I'm no longer in that dead marriage, I'm healthy, I'm financially stable, I am in a healthy relationship, and my children are the light of my life. Still something is missing. PURPOSE.
I still can't find my will, my motivation, or my purpose. Granted I always get down and out after a job interview that didn't result in my dream job and I think that's really my problem. I busted my butt for 6 years while raising 2 kids (practically on my own) to get my college degree and make my dreams come true. Honestly, I thought after graduation my life would just fall into place and the final puzzle piece would complete me.
I graduated a year ago, and although I have applied at 1908358 schools I still haven't landed a teaching position. I've went on several interviews but they never seem to land me a job. What am I doing wrong?

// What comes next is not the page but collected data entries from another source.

//! Tag index: optional sidecar data for search and highlights
//!
//! A tag index is a JSON file listing every occurrence of a cross-reference
//! tag in a sheet set, with page numbers, context snippets, and bounding
//! boxes in unscaled page coordinates (top-left origin). The viewer can run
//! without one; when present it drives sidebar search and explicit highlight
//! boxes.
//!
//! `build_tag_index` produces the same index natively from any fragment
//! source, replacing the offline extraction step.

use crate::detect::{detect_references, ViewBox, REFERENCE_PATTERN};
use lazy_static::lazy_static;
use regex::Regex;
use serde::{Deserialize, Serialize};
use sheetlink_render::{FragmentSource, Viewport};
use std::collections::BTreeMap;
use std::fs;
use std::path::Path;

/// Characters of context kept on each side of a match in its snippet
pub const SNIPPET_CONTEXT_CHARS: usize = 50;

lazy_static! {
    static ref TAG_RE: Regex = Regex::new(REFERENCE_PATTERN).unwrap();
}

/// Errors loading, saving, or building a tag index
#[derive(Debug, thiserror::Error)]
pub enum TagIndexError {
    #[error("I/O error: {0}")]
    Io(#[from] std::io::Error),
    #[error("malformed tag index: {0}")]
    Json(#[from] serde_json::Error),
    #[error("collaborator error: {0}")]
    Render(#[from] sheetlink_render::RenderError),
}

/// Occurrence bounding box in unscaled page coordinates, top-left origin
#[derive(Debug, Clone, Copy, PartialEq, Serialize, Deserialize)]
pub struct TagBBox {
    pub x0: f32,
    pub y0: f32,
    pub x1: f32,
    pub y1: f32,
}

/// One occurrence of a tag in the document
#[derive(Debug, Clone, PartialEq, Serialize, Deserialize)]
pub struct TagOccurrence {
    /// 1-based page number
    pub page: u32,

    /// Whitespace-collapsed context around the match, ellipsized when
    /// truncated
    pub snippet: String,

    pub bbox: TagBBox,
}

/// Index of every tag occurrence in one sheet set
#[derive(Debug, Clone, PartialEq, Serialize, Deserialize)]
pub struct TagIndex {
    pub pdf_file: String,
    pub total_pages: u32,
    /// Number of unique tags
    pub total_tags: usize,
    /// Uppercased full tag ("09/AC401") → occurrences
    pub tags: BTreeMap<String, Vec<TagOccurrence>>,
}

impl TagIndex {
    /// Load an index from a JSON file
    pub fn load(path: impl AsRef<Path>) -> Result<Self, TagIndexError> {
        let json = fs::read_to_string(path)?;
        Ok(serde_json::from_str(&json)?)
    }

    /// Write the index as pretty-printed JSON
    pub fn save(&self, path: impl AsRef<Path>) -> Result<(), TagIndexError> {
        fs::write(path, serde_json::to_string_pretty(self)?)?;
        Ok(())
    }

    /// Occurrences of a tag, case-insensitive
    pub fn occurrences(&self, tag: &str) -> &[TagOccurrence] {
        self.tags.get(&tag.to_uppercase()).map(Vec::as_slice).unwrap_or(&[])
    }

    /// Total occurrence count across all tags
    pub fn total_occurrences(&self) -> usize {
        self.tags.values().map(Vec::len).sum()
    }

    /// Highlight boxes for a tag on one page, scaled to viewport pixels
    pub fn highlight_boxes(&self, tag: &str, page: u32, scale: f32) -> Vec<ViewBox> {
        self.occurrences(tag)
            .iter()
            .filter(|occurrence| occurrence.page == page)
            .map(|occurrence| {
                let bbox = occurrence.bbox;
                ViewBox::new(
                    bbox.x0 * scale,
                    bbox.y0 * scale,
                    (bbox.x1 - bbox.x0) * scale,
                    (bbox.y1 - bbox.y0) * scale,
                )
            })
            .collect()
    }
}

/// Scan every page of a fragment source and build its tag index
pub fn build_tag_index<S: FragmentSource>(
    source: &S,
    pdf_file: &str,
) -> Result<TagIndex, TagIndexError> {
    let total_pages = source.page_count();
    let mut tags: BTreeMap<String, Vec<TagOccurrence>> = BTreeMap::new();

    for page in 1..=total_pages {
        let page_size = source.page_size(page)?;
        let fragments = source.text_fragments(page)?;

        // Scale 1.0 gives top-left-origin boxes in unscaled page units.
        let viewport = Viewport::new(page_size, 1.0);
        let candidates = detect_references(&fragments, &viewport);

        // Page text as chars, with each fragment's starting offset, for
        // snippet extraction.
        let mut page_chars: Vec<char> = Vec::new();
        let mut fragment_offsets = Vec::with_capacity(fragments.len());
        for fragment in &fragments {
            if !page_chars.is_empty() {
                page_chars.push(' ');
            }
            fragment_offsets.push(page_chars.len());
            page_chars.extend(fragment.text.chars());
        }

        // detect_references walks fragments and matches in order; mirror
        // that walk to pair each candidate with its text position.
        let mut candidates = candidates.into_iter();
        for (fragment, fragment_offset) in fragments.iter().zip(&fragment_offsets) {
            for matched in TAG_RE.find_iter(&fragment.text) {
                let candidate = candidates
                    .next()
                    .expect("one candidate per reference match");

                let start =
                    fragment_offset + fragment.text[..matched.start()].chars().count();
                let end = start + matched.as_str().chars().count();
                let snippet = snippet_around(&page_chars, start, end);

                let bbox = candidate.bounding_box;
                tags.entry(candidate.raw_text.to_uppercase()).or_default().push(
                    TagOccurrence {
                        page,
                        snippet,
                        bbox: TagBBox {
                            x0: round2(bbox.left),
                            y0: round2(bbox.top),
                            x1: round2(bbox.left + bbox.width),
                            y1: round2(bbox.top + bbox.height),
                        },
                    },
                );
            }
        }
    }

    let total_tags = tags.len();
    log::debug!(
        "indexed {total_tags} unique tags across {total_pages} pages of {pdf_file}"
    );

    Ok(TagIndex { pdf_file: pdf_file.to_owned(), total_pages, total_tags, tags })
}

/// Whitespace-collapsed context around `[start, end)`, ellipsized when the
/// window is truncated
fn snippet_around(page_chars: &[char], start: usize, end: usize) -> String {
    let from = start.saturating_sub(SNIPPET_CONTEXT_CHARS);
    let to = (end + SNIPPET_CONTEXT_CHARS).min(page_chars.len());

    let window: String = page_chars[from..to].iter().collect();
    let mut snippet = window.split_whitespace().collect::<Vec<_>>().join(" ");

    if from > 0 {
        snippet = format!("...{snippet}");
    }
    if to < page_chars.len() {
        snippet.push_str("...");
    }

    snippet
}

fn round2(value: f32) -> f32 {
    (value * 100.0).round() / 100.0
}
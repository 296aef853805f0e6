// Cantilena composer: CLI entry point.
//
// Turns lyrics into a melody, a MIDI score, a synthesized vocal and a final
// mix. The pipeline: analysis → melody → alignment gate → synthesizer input
// → MIDI → vocal → mix → metadata.
//
// Usage:
//   cargo run -p cantilena_song -- [--lyrics TEXT|FILE] [--title T]
//     [--output-dir DIR] [--config FILE] [--no-synthesis] [--no-midi]
//     [--no-mix] [--accompaniment] [--seed N] [--soundfont FILE]
//   cargo run -p cantilena_song -- --print-input --lyrics TEXT
//   cargo run -p cantilena_song -- --mix-only --midi-file M --vocal-file V
//
// Logging goes through tracing; set LOG_LEVEL (e.g. `debug`) to change the
// filter.

use anyhow::{Context, Result, bail};
use cantilena_song::{ComposeOptions, Composer, ComposerConfig, MixLevels, Song, safe_title};
use clap::Parser;
use std::path::{Path, PathBuf};
use tracing::level_filters::LevelFilter;
use tracing_subscriber::{EnvFilter, layer::SubscriberExt, util::SubscriberInitExt};

const DEMO_LYRICS: &str = "小酒窝长睫毛是你最美的记号";

#[derive(Parser, Debug)]
#[clap(about = "Compose a song from lyrics")]
struct CliArgs {
    /// Lyrics text, or a path to a file containing them.
    #[clap(long)]
    pub lyrics: Option<String>,

    /// Song title, used for output file names.
    #[clap(long, default_value = "MySong")]
    pub title: String,

    /// Output directory (overrides the config file).
    #[clap(long)]
    pub output_dir: Option<PathBuf>,

    /// JSON config file.
    #[clap(long)]
    pub config: Option<PathBuf>,

    /// Skip vocal synthesis.
    #[clap(long)]
    pub no_synthesis: bool,

    /// Skip MIDI export.
    #[clap(long)]
    pub no_midi: bool,

    /// Skip the final mix.
    #[clap(long)]
    pub no_mix: bool,

    /// Backing track volume in the final mix.
    #[clap(long, default_value_t = 0.9)]
    pub melody_volume: f64,

    /// Vocal volume in the final mix.
    #[clap(long, default_value_t = 0.4)]
    pub vocal_volume: f64,

    /// SoundFont used to render the backing track.
    #[clap(long)]
    pub soundfont: Option<PathBuf>,

    /// Seed for the rule-based melody fallback.
    #[clap(long)]
    pub seed: Option<u64>,

    /// Add drum, bass and chord tracks to the MIDI file.
    #[clap(long)]
    pub accompaniment: bool,

    /// Print the synthesizer input as JSON and exit.
    #[clap(long)]
    pub print_input: bool,

    /// Only mix an existing MIDI file and vocal WAV.
    #[clap(long)]
    pub mix_only: bool,

    #[clap(long)]
    pub midi_file: Option<PathBuf>,

    #[clap(long)]
    pub vocal_file: Option<PathBuf>,
}

fn init_logging() {
    let filter = EnvFilter::builder()
        .with_default_directive(LevelFilter::INFO.into())
        .with_env_var("LOG_LEVEL")
        .from_env_lossy();
    // A subscriber may already be installed when embedded; keep it.
    let _ = tracing_subscriber::registry()
        .with(tracing_subscriber::fmt::layer())
        .with(filter)
        .try_init();
}

fn load_config(cli_args: &CliArgs) -> Result<ComposerConfig> {
    let mut config = match &cli_args.config {
        Some(path) => ComposerConfig::load(path)
            .with_context(|| format!("Failed to load config {}", path.display()))?,
        None => ComposerConfig::default(),
    };
    config.apply_env_overrides(|name| std::env::var(name).ok());

    if let Some(dir) = &cli_args.output_dir {
        config.output_dir = dir.clone();
    }
    if let Some(seed) = cli_args.seed {
        config.melody.seed = Some(seed);
    }
    if cli_args.accompaniment {
        config.accompaniment = true;
    }
    Ok(config)
}

/// `--lyrics` names a file when one exists at that path.
fn read_lyrics(arg: Option<&str>) -> Result<String> {
    match arg {
        None => {
            println!("No lyrics given, using the demo lyrics.");
            Ok(DEMO_LYRICS.to_string())
        }
        Some(value) if Path::new(value).is_file() => std::fs::read_to_string(value)
            .with_context(|| format!("Failed to read lyrics file {value}")),
        Some(value) => Ok(value.to_string()),
    }
}

fn print_summary(song: &Song) {
    println!();
    println!("=== {} ===", song.title);
    println!("Stage: {}", song.stage);
    if let Some(analysis) = &song.analysis {
        println!(
            "Language: {}, key {}, {} BPM, {}, {}",
            analysis.language.name(),
            analysis.suggested_key,
            analysis.suggested_tempo,
            analysis.emotional_tone.name(),
            analysis.suggested_style.name(),
        );
    }
    if let Some(melody) = &song.melody {
        println!(
            "Melody: {} words, {} notes, {:.1}s",
            melody.word_notes.len(),
            melody.note_count(),
            melody.total_duration()
        );
    }
    let outputs = [
        ("MIDI", &song.midi_path),
        ("Vocal", &song.vocal_audio_path),
        ("Final mix", &song.final_audio_path),
        ("Metadata", &song.metadata_path),
    ];
    for (label, path) in outputs {
        match path {
            Some(p) => println!("  {label}: {}", p.display()),
            None => println!("  {label}: -"),
        }
    }
    for failure in &song.failures {
        println!("  Failed ({}): {}", failure.stage, failure.message);
    }
}

fn main() -> Result<()> {
    init_logging();
    let cli_args = CliArgs::parse();
    let config = load_config(&cli_args)?;
    let levels = MixLevels {
        melody_volume: cli_args.melody_volume,
        vocal_volume: cli_args.vocal_volume,
    };

    println!("=== Cantilena Composer ===");
    println!("Output: {}", config.output_dir.display());
    if let Some(seed) = config.melody.seed {
        println!("Seed: {}", seed);
    }
    println!();

    println!("[1/4] Setting up components...");
    let composer = Composer::from_config(config, cli_args.soundfont.clone());

    if cli_args.mix_only {
        let (Some(midi), Some(vocal)) = (&cli_args.midi_file, &cli_args.vocal_file) else {
            bail!("--mix-only needs both --midi-file and --vocal-file");
        };
        let output = composer
            .config()
            .output_dir
            .join(format!("{}_final.wav", safe_title(&cli_args.title)));
        println!("[2/4] Mixing {} with {}...", midi.display(), vocal.display());
        let path = composer
            .mix_existing(midi, vocal, &output, levels)
            .context("Mixing failed")?;
        println!("Final mix: {}", path.display());
        return Ok(());
    }

    println!("[2/4] Reading lyrics...");
    let lyrics = read_lyrics(cli_args.lyrics.as_deref())?;
    println!("  {} characters.", lyrics.chars().count());

    if cli_args.print_input {
        println!("[3/4] Preparing synthesizer input...");
        let input = composer.prepare_synth_input(&lyrics)?;
        println!("[4/4] Synthesizer input ({} units):", input.unit_count());
        println!("{}", serde_json::to_string_pretty(&input.to_payload())?);
        return Ok(());
    }

    let options = ComposeOptions {
        synthesize: !cli_args.no_synthesis,
        export_midi: !cli_args.no_midi,
        create_final_mix: !cli_args.no_mix,
        accompaniment: composer.config().accompaniment,
        levels,
    };
    println!("[3/4] Composing \"{}\"...", cli_args.title);
    let song = composer
        .compose(&lyrics, &cli_args.title, &options)
        .context("Composition failed")?;

    println!("[4/4] Done.");
    print_summary(&song);
    Ok(())
}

Granted, I do get nervous and tongue twisted but surely that's to be expected for a first year teacher looking for her first teaching gig right?
Sometimes I wonder will life suddenly be unicorns and rainbows when I land that job. Will I be happy then? Will I always feel like something is missing?
I've searched near and far and busted my ass to find happiness...Im tired of playing hide and go seek.
I should be happy in my place now. I should feel blessed that I have come so far but I always have that little voice in the back of my head telling me its not good enough...I'm not good enough.
These feelings are magnified after rejection ya know from not being picked for teaching positions and it will quiet down when the sting goes away but thats where I am right now.
Thanks for letting me vent.
You guys are always so supportive.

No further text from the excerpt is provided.